[This is an excerpt from an article in The Round Table: The Commonwealth Journal of International Affairs and Policy Studies.]
This volume makes a significant contribution to the historical analysis of the relationship between African liberation movements and governments, and the states and citizens of the Soviet Union and Eastern Europe. As the editors helpfully illustrate in the Introduction, this has been a burgeoning research field for nearly two decades: Westad’s Global Cold War (2005) inspired the rejection of a binary geopolitical rivalry of two superpower-led blocs as the basis of Cold War causation, refocusing historical research on a ‘third world’/global South initiative in shaping relations with both ‘West’ and ‘East’. Scholarship on southern African liberation movements has in particular developed an analytical, open-ended historiographical approach that seeks to explain – rather than assume from their ideological affiliation – the actions and motives of movement leaders and supporters, as well as their foreign allies.
The editors of this volume, who have themselves significantly contributed to these historiographical developments, including in a counterpart 2019 edited volume, demonstrate the continuing effectiveness of this approach here. Initial ‘East–South’ comparative analysis often benefited from the new abundance of Soviet and Eastern European archival materials but was hampered by a relative dearth of equivalent materials from the African side; this prompted innovative oral historical research, but this sometimes resulted in uneven findings that suggested an ‘Eastern gaze’. More recent work, including some chapters here, has partially addressed this problem by the identification and empathetic usage of new Africa-centred source materials uncovered from diverse origins including personal archives, and the identification of African ‘voices’ within official records.
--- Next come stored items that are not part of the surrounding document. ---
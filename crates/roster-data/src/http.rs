//! Native HTTP transport.

use std::collections::HashMap;

use async_trait::async_trait;

use crate::{FetchError, RawResponse, Transport};

/// GETs absolute URLs with `reqwest`.
#[derive(Debug, Clone)]
pub struct HttpTransport {
    client: reqwest::Client,
}

impl HttpTransport {
    /// Create a transport with a default client.
    pub fn new() -> Result<Self, FetchError> {
        let client = reqwest::Client::builder()
            .user_agent(concat!("roster/", env!("CARGO_PKG_VERSION")))
            .build()
            .map_err(|e| FetchError::Request(e.to_string()))?;
        Ok(Self { client })
    }
}

#[async_trait(?Send)]
impl Transport for HttpTransport {
    async fn get(&self, url: String) -> Result<RawResponse, FetchError> {
        let response = self
            .client
            .get(&url)
            .send()
            .await
            .map_err(|e| FetchError::Connection(e.to_string()))?;

        let status = response.status().as_u16();
        let headers: HashMap<String, String> = response
            .headers()
            .iter()
            .map(|(k, v)| (k.to_string(), v.to_str().unwrap_or("").to_string()))
            .collect();
        let body = response
            .bytes()
            .await
            .map_err(|e| FetchError::Connection(e.to_string()))?
            .to_vec();

        Ok(RawResponse::new(status, headers, body))
    }
}
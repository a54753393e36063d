//! Outbound request seam.

use std::collections::HashMap;
use std::sync::Mutex;

use async_trait::async_trait;

use crate::{FetchError, RawResponse};

/// Issues a GET for a fully resolved URL or path.
///
/// Futures are not required to be `Send`: the page runs on a single
/// cooperative task, and the Spin guest has no threads.
#[async_trait(?Send)]
pub trait Transport {
    /// Perform a GET and return the raw response, whatever its status.
    async fn get(&self, url: String) -> Result<RawResponse, FetchError>;
}

#[async_trait(?Send)]
impl<T: Transport + ?Sized> Transport for Box<T> {
    async fn get(&self, url: String) -> Result<RawResponse, FetchError> {
        (**self).get(url).await
    }
}

#[async_trait(?Send)]
impl<T: Transport + ?Sized> Transport for std::sync::Arc<T> {
    async fn get(&self, url: String) -> Result<RawResponse, FetchError> {
        (**self).get(url).await
    }
}

/// Transport answering from a fixed table of responses.
///
/// Unknown URLs answer 404. Every call is recorded.
#[derive(Debug, Default)]
pub struct MockTransport {
    routes: HashMap<String, Result<RawResponse, FetchError>>,
    calls: Mutex<Vec<String>>,
}

impl MockTransport {
    /// Create an empty mock.
    pub fn new() -> Self {
        Self::default()
    }

    /// Answer `url` with a JSON body and status.
    pub fn with_json(self, url: impl Into<String>, status: u16, body: impl Into<Vec<u8>>) -> Self {
        self.with_response(url, RawResponse::json_body(status, body))
    }

    /// Answer `url` with a prepared response.
    pub fn with_response(mut self, url: impl Into<String>, response: RawResponse) -> Self {
        self.routes.insert(url.into(), Ok(response));
        self
    }

    /// Fail `url` at the transport level.
    pub fn with_error(mut self, url: impl Into<String>, error: FetchError) -> Self {
        self.routes.insert(url.into(), Err(error));
        self
    }

    /// URLs requested so far, in order.
    pub fn calls(&self) -> Vec<String> {
        self.calls.lock().unwrap_or_else(|e| e.into_inner()).clone()
    }
}

#[async_trait(?Send)]
impl Transport for MockTransport {
    async fn get(&self, url: String) -> Result<RawResponse, FetchError> {
        self.calls
            .lock()
            .unwrap_or_else(|e| e.into_inner())
            .push(url.clone());

        match self.routes.get(&url) {
            Some(result) => result.clone(),
            None => Ok(RawResponse::new(404, HashMap::new(), Vec::new())),
        }
    }
}

#[cfg(test)]
mod tests {
    use futures::executor::block_on;

    use super::*;

    #[test]
    fn test_mock_unknown_url_is_404() {
        let mock = MockTransport::new();
        let resp = block_on(mock.get("nope.json".to_string())).unwrap();
        assert_eq!(resp.status, 404);
        assert_eq!(mock.calls(), vec!["nope.json"]);
    }

    #[test]
    fn test_boxed_transport_delegates() {
        let mock: Box<dyn Transport> = Box::new(
            MockTransport::new().with_error("x", FetchError::Connection("refused".into())),
        );
        let err = block_on(mock.get("x".to_string())).unwrap_err();
        assert_eq!(err, FetchError::Connection("refused".into()));
    }
}
//! Cross-reference section: student → course and course → instructor.

use roster_streaming::Element;

use super::section;
use crate::data::{CourseRecord, Document, InstructorRecord, StudentRecord};

/// Title keywords checked in order when no instructor subject matches.
pub const KEYWORD_FALLBACKS: [(&str, &str); 2] =
    [("data", "Maria Santos"), ("cyber", "Carlos Dela Cruz")];

/// Instructor used when no subject or keyword matches.
pub const DEFAULT_INSTRUCTOR: &str = "John Rey Silverio";

/// Suffix for a student whose course has no entry.
pub const NO_DESCRIPTION: &str = "(no description found)";

/// How an instructor was assigned to a course.
#[derive(Debug, Clone, Copy, PartialEq, Eq)]
pub enum AssignmentSource {
    /// An instructor's subject contains the course title.
    SubjectMatch,
    /// The course title contains this keyword.
    Keyword(&'static str),
    /// Nothing matched.
    Default,
}

/// Instructor assigned to one course.
#[derive(Debug, Clone, PartialEq, Eq)]
pub struct InstructorAssignment {
    pub name: String,
    pub source: AssignmentSource,
}

impl InstructorAssignment {
    /// Whether the name came from the keyword table or the default.
    pub fn is_fallback(&self) -> bool {
        self.source != AssignmentSource::SubjectMatch
    }
}

/// The course whose title exactly equals the student's course.
pub fn find_course<'a>(
    student: &StudentRecord,
    courses: &'a [CourseRecord],
) -> Option<&'a CourseRecord> {
    let wanted = student.course.as_deref()?;
    courses.iter().find(|c| c.title.as_deref() == Some(wanted))
}

/// First instructor whose subject contains the course title, case-insensitively,
/// else the keyword fallback for the title.
///
/// A matching instructor without a name counts as no match.
pub fn resolve_instructor(
    course: &CourseRecord,
    instructors: &[InstructorRecord],
) -> InstructorAssignment {
    let Some(title) = course.title.as_deref().map(str::to_lowercase) else {
        return InstructorAssignment {
            name: DEFAULT_INSTRUCTOR.to_string(),
            source: AssignmentSource::Default,
        };
    };

    let found = instructors
        .iter()
        .find(|i| {
            i.subject
                .as_deref()
                .is_some_and(|subject| subject.to_lowercase().contains(&title))
        })
        .and_then(|i| i.name.as_deref())
        .filter(|name| !name.is_empty());
    if let Some(name) = found {
        return InstructorAssignment {
            name: name.to_string(),
            source: AssignmentSource::SubjectMatch,
        };
    }

    match KEYWORD_FALLBACKS
        .iter()
        .find(|(keyword, _)| title.contains(keyword))
    {
        Some((keyword, name)) => InstructorAssignment {
            name: name.to_string(),
            source: AssignmentSource::Keyword(*keyword),
        },
        None => InstructorAssignment {
            name: DEFAULT_INSTRUCTOR.to_string(),
            source: AssignmentSource::Default,
        },
    }
}

/// `{student} → {course} → {description}`, or the no-description form.
pub fn student_course_line(student: &StudentRecord, courses: &[CourseRecord]) -> String {
    match find_course(student, courses) {
        Some(course) => format!(
            "{} → {} → {}",
            student.name_text(),
            course.title_text(),
            course.description_text()
        ),
        None => format!(
            "{} → {} → {}",
            student.name_text(),
            student.course_text(),
            NO_DESCRIPTION
        ),
    }
}

/// `{course} → Taught by {instructor}`
pub fn course_instructor_line(course: &CourseRecord, instructors: &[InstructorRecord]) -> String {
    format!(
        "{} → Taught by {}",
        course.title_text(),
        resolve_instructor(course, instructors).name
    )
}

/// Render the relationships section with its two sub-lists.
pub fn render_relationships(document: &Document) -> Element {
    let student_courses = document.students.iter().fold(
        Element::new("div")
            .with_child(Element::new("h4").with_text("Student → Course → Course Description")),
        |el, student| {
            el.with_child(
                Element::new("div").with_text(student_course_line(student, &document.courses)),
            )
        },
    );

    let course_instructors = document.courses.iter().fold(
        Element::new("div").with_child(Element::new("h4").with_text("Course → Instructor")),
        |el, course| {
            el.with_child(
                Element::new("div")
                    .with_text(course_instructor_line(course, &document.instructors)),
            )
        },
    );

    section("relationships", "Data Relationships:")
        .with_child(student_courses)
        .with_child(course_instructors)
}

#[cfg(test)]
mod tests {
    use super::*;

    fn course(title: &str, description: &str) -> CourseRecord {
        CourseRecord {
            title: Some(title.into()),
            description: Some(description.into()),
        }
    }

    fn instructor(name: &str, subject: &str) -> InstructorRecord {
        InstructorRecord {
            id: None,
            name: Some(name.into()),
            subject: Some(subject.into()),
        }
    }

    fn student(name: &str, course: &str) -> StudentRecord {
        StudentRecord {
            name: Some(name.into()),
            age: Some(20),
            course: Some(course.into()),
            ..Default::default()
        }
    }

    #[test]
    fn test_exact_course_match() {
        let courses = [course("AI", "Intro to AI"), course("Web", "HTML and CSS")];
        assert_eq!(
            student_course_line(&student("Ana", "AI"), &courses),
            "Ana → AI → Intro to AI"
        );
        // Exact, case-sensitive equality.
        assert_eq!(
            student_course_line(&student("Ben", "ai"), &courses),
            "Ben → ai → (no description found)"
        );
    }

    #[test]
    fn test_missing_course_field_has_no_match() {
        let courses = [CourseRecord::default()];
        let student = StudentRecord {
            name: Some("Cy".into()),
            ..Default::default()
        };
        assert!(find_course(&student, &courses).is_none());
        assert_eq!(
            student_course_line(&student, &courses),
            "Cy → undefined → (no description found)"
        );
    }

    #[test]
    fn test_subject_contains_title_case_insensitive() {
        let instructors = [
            instructor("Bo", "Artificial Intelligence"),
            instructor("Lee", "Advanced WEB Development"),
            instructor("Max", "Web Design"),
        ];
        let assignment = resolve_instructor(&course("Web", ""), &instructors);
        assert_eq!(assignment.name, "Lee");
        assert_eq!(assignment.source, AssignmentSource::SubjectMatch);
        assert!(!assignment.is_fallback());
    }

    #[test]
    fn test_keyword_fallbacks() {
        let instructors = [instructor("Bo", "Artificial Intelligence")];

        let data = resolve_instructor(&course("Intro to Data Analytics", ""), &instructors);
        assert_eq!(data.name, "Maria Santos");
        assert_eq!(data.source, AssignmentSource::Keyword("data"));

        let cyber = resolve_instructor(&course("CyberSecurity Basics", ""), &instructors);
        assert_eq!(cyber.name, "Carlos Dela Cruz");

        let both = resolve_instructor(&course("Cyber Data Forensics", ""), &instructors);
        assert_eq!(both.name, "Maria Santos");

        let other = resolve_instructor(&course("Mobile Apps", ""), &instructors);
        assert_eq!(other.name, DEFAULT_INSTRUCTOR);
        assert_eq!(other.source, AssignmentSource::Default);
    }

    #[test]
    fn test_short_title_is_not_broadened() {
        // "artificial intelligence" does not contain "ai".
        let instructors = [instructor("Bo", "Artificial Intelligence")];
        assert_eq!(
            course_instructor_line(&course("AI", "Intro to AI"), &instructors),
            "AI → Taught by John Rey Silverio"
        );
    }

    #[test]
    fn test_missing_subject_and_title() {
        let instructors = [InstructorRecord {
            name: Some("Nobody".into()),
            ..Default::default()
        }];
        assert_eq!(
            resolve_instructor(&course("Data Mining", ""), &instructors).name,
            "Maria Santos"
        );
        assert_eq!(
            course_instructor_line(&CourseRecord::default(), &instructors),
            "undefined → Taught by John Rey Silverio"
        );
    }

    #[test]
    fn test_unnamed_subject_match_uses_fallback() {
        let unnamed = InstructorRecord {
            subject: Some("Intro Data Science".into()),
            ..Default::default()
        };
        let assignment = resolve_instructor(&course("Data Science", ""), &[unnamed]);
        assert_eq!(assignment.name, "Maria Santos");
        assert_eq!(assignment.source, AssignmentSource::Keyword("data"));

        // Only the first subject match is considered.
        let blank = [
            instructor("", "Intro Data Science"),
            instructor("Lee", "Data Science Lab"),
        ];
        let assignment = resolve_instructor(&course("Data Science", ""), &blank);
        assert_eq!(assignment.name, "Maria Santos");
        assert!(assignment.is_fallback());

        assert_eq!(
            course_instructor_line(&course("Mobile Apps", ""), &[instructor("", "Mobile Apps")]),
            "Mobile Apps → Taught by John Rey Silverio"
        );
    }

    #[test]
    fn test_render_structure() {
        let doc = Document {
            students: vec![student("Ana", "AI")],
            courses: vec![course("AI", "Intro to AI")],
            instructors: vec![instructor("Bo", "Artificial Intelligence")],
        };
        let el = render_relationships(&doc);
        let lists = &el.children()[1..];
        assert_eq!(lists.len(), 2);
        assert_eq!(lists[0].children()[0].text(), Some("Student → Course → Course Description"));
        assert_eq!(lists[0].children()[1].text(), Some("Ana → AI → Intro to AI"));
        assert_eq!(lists[1].children()[0].text(), Some("Course → Instructor"));
        assert_eq!(lists[1].children()[1].text(), Some("AI → Taught by John Rey Silverio"));
    }
}
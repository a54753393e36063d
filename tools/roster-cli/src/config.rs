//! CLI configuration.

use std::path::Path;

use anyhow::{Context, Result};
use roster_core::PageConfig;
use serde::{Deserialize, Serialize};

/// CLI configuration file (`roster.toml`).
#[derive(Debug, Clone, Default, PartialEq, Serialize, Deserialize)]
pub struct CliConfig {
    /// Page settings.
    #[serde(default)]
    pub page: PageConfig,

    /// Where the roster document is read from.
    #[serde(default)]
    pub source: SourceConfig,
}

/// Roster document location.
#[derive(Debug, Clone, Default, PartialEq, Eq, Serialize, Deserialize)]
pub struct SourceConfig {
    /// Directory relative paths are read from. Defaults to the working directory.
    #[serde(default)]
    pub root: Option<String>,

    /// Fetch over HTTP from this base URL instead of reading files.
    #[serde(default)]
    pub base_url: Option<String>,
}

impl CliConfig {
    /// Load config from a TOML or JSON file.
    pub fn load(path: &Path) -> Result<Self> {
        let content = std::fs::read_to_string(path)
            .with_context(|| format!("Failed to read config file: {}", path.display()))?;

        if path.extension().is_some_and(|ext| ext == "json") {
            serde_json::from_str(&content)
                .with_context(|| format!("Failed to parse JSON config: {}", path.display()))
        } else {
            toml::from_str(&content)
                .with_context(|| format!("Failed to parse TOML config: {}", path.display()))
        }
    }
}

/// Starter `roster.toml`.
pub fn generate_default_config() -> String {
    r#"# Student directory configuration

[page]
title = "Student Directory"
data_path = "data/students.json"
container_id = "output"
fallback_message = "Failed to load data (see console)."

[source]
# root = "."
# base_url = "http://127.0.0.1:3000"
"#
    .to_string()
}

/// Sample roster written by `roster init`.
pub const SAMPLE_ROSTER: &str = r#"{
  "students": [
    { "id": 1, "name": "Ana", "age": 23, "course": "AI" },
    { "id": 2, "name": "Ben", "age": 20, "course": "Intro to Data Analytics" },
    { "id": 3, "name": "Carla", "age": 22, "course": "Cybersecurity Fundamentals" }
  ],
  "courses": [
    { "title": "AI", "description": "Intro to AI" },
    { "title": "Intro to Data Analytics", "description": "Cleaning, charting and summarising data" },
    { "title": "Cybersecurity Fundamentals", "description": "Threats, defenses and secure habits" }
  ],
  "instructors": [
    { "id": 1, "name": "Bo", "subject": "Artificial Intelligence" }
  ]
}
"#;

#[cfg(test)]
mod tests {
    use roster_page::data::Document;

    use super::*;

    #[test]
    fn test_generated_config_parses_to_defaults() {
        let config: CliConfig = toml::from_str(&generate_default_config()).unwrap();
        assert_eq!(config, CliConfig::default());
    }

    #[test]
    fn test_partial_config() {
        let config: CliConfig =
            toml::from_str("[source]\nbase_url = \"https://school.example\"\n").unwrap();
        assert_eq!(config.page, PageConfig::default());
        assert_eq!(config.source.base_url.as_deref(), Some("https://school.example"));
        assert_eq!(config.source.root, None);
    }

    #[test]
    fn test_load_json_config() {
        let path = std::env::temp_dir().join(format!("roster-cli-{}.json", std::process::id()));
        std::fs::write(&path, r#"{"page": {"title": "Term 2"}}"#).unwrap();

        let config = CliConfig::load(&path).unwrap();
        assert_eq!(config.page.title, "Term 2");
        assert_eq!(config.page.data_path, "data/students.json");
    }

    #[test]
    fn test_sample_roster_is_a_document() {
        let doc: Document = serde_json::from_str(SAMPLE_ROSTER).unwrap();
        assert_eq!(doc.students.len(), 3);
    }
}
This also enabled a welcome shift away from a focus on the institutional study of state-to-state or state-to-movement relations, and an increased emphasis on transnational flows of resources – military, financial and otherwise; people – soldiers and diplomats, but also students and cultural ambassadors such as dancers, trade unionists and sportspeople; and ideas, collegially and also combatively, on how to fight and to build a nation, but also concerning class, race and gender. All of this helps decentre high politics and ideology as causation, and focuses attention on multiple, overlapping factors – economic, psychological and emotional – for the myriad diplomatic, military, social and personal relationships that made up these historically significant relations.
This volume is divided into three main parts of 4–5 chapters apiece. Part I, ‘Lusophone Connections’, demonstrates the significant development of Lusophone African liberation historiography, and, more importantly, its integration into a broader Pan-African historiography. For historiographical, archival and linguistic reasons, the study of anti-Portuguese liberation movements’ considerable relations with the Soviet bloc has, with few exceptions, developed separately from Anglophone African analyses. These chapters demonstrate the wealth and fluidity of movement relationships: far from acting within strict ideological boundaries, leaders opportunistically sought support from a wide range of actors, and in different forms. Direct military struggle was often less important than recognition by external organisations and representation, for example in filmed propaganda and broadcasting. Helder Fonseca’s exhaustive accounting of the institutional engagements provides data showing the scale and diversity of Angolan movements’ relations with the Eastern Bloc, the effectiveness of which commonly depended on the political orientation and support of neighbouring African states, including Tanzania, Congo-Kinshasa (DRC) and Congo Brazzaville. Joāo Fusco Ribeiro (Chapter 3) demonstrates how the Sino-Soviet split of the 1960s intersected with the growing division between the Angolan liberation movements, UNITA and the MPLA, in ways that shaped their ongoing post-independence conflict. The Sino-Soviet split’s broader impact is considered by Alexandr Voevodskiy (Chapter 7). Ana Moledo (Chapter 4) provides a highly original analysis of the Lusophone movements’ engagement with the socialist-aligned World Federation of Trade Unions (WFTU) and its (under-researched) African Workers’ University in Conakry.
A particular strength of this collection is studies of a wide range of Eastern European countries. These include Yugoslavia – Alba Martín Luque (Chapter 4) documents its role in producing film propaganda for Mozambican movement Frelimo – but also Czechoslovakia: Barbora Menclová (Chapter 6) analyses the export of Czechoslovak expertise to post-independence Angola in medicine, energy supply and industry.
Miles Larmer is with the University of Florida.
Eastern Europe, the Soviet Union, and Africa: New perspectives on the era of decolonization, 1950s to 1990s, edited by Chris Saunders, Helder Adegar Fonseca and Lena Dallywater, Berlin/Boston, De Gruyter Oldenbourg, 2023.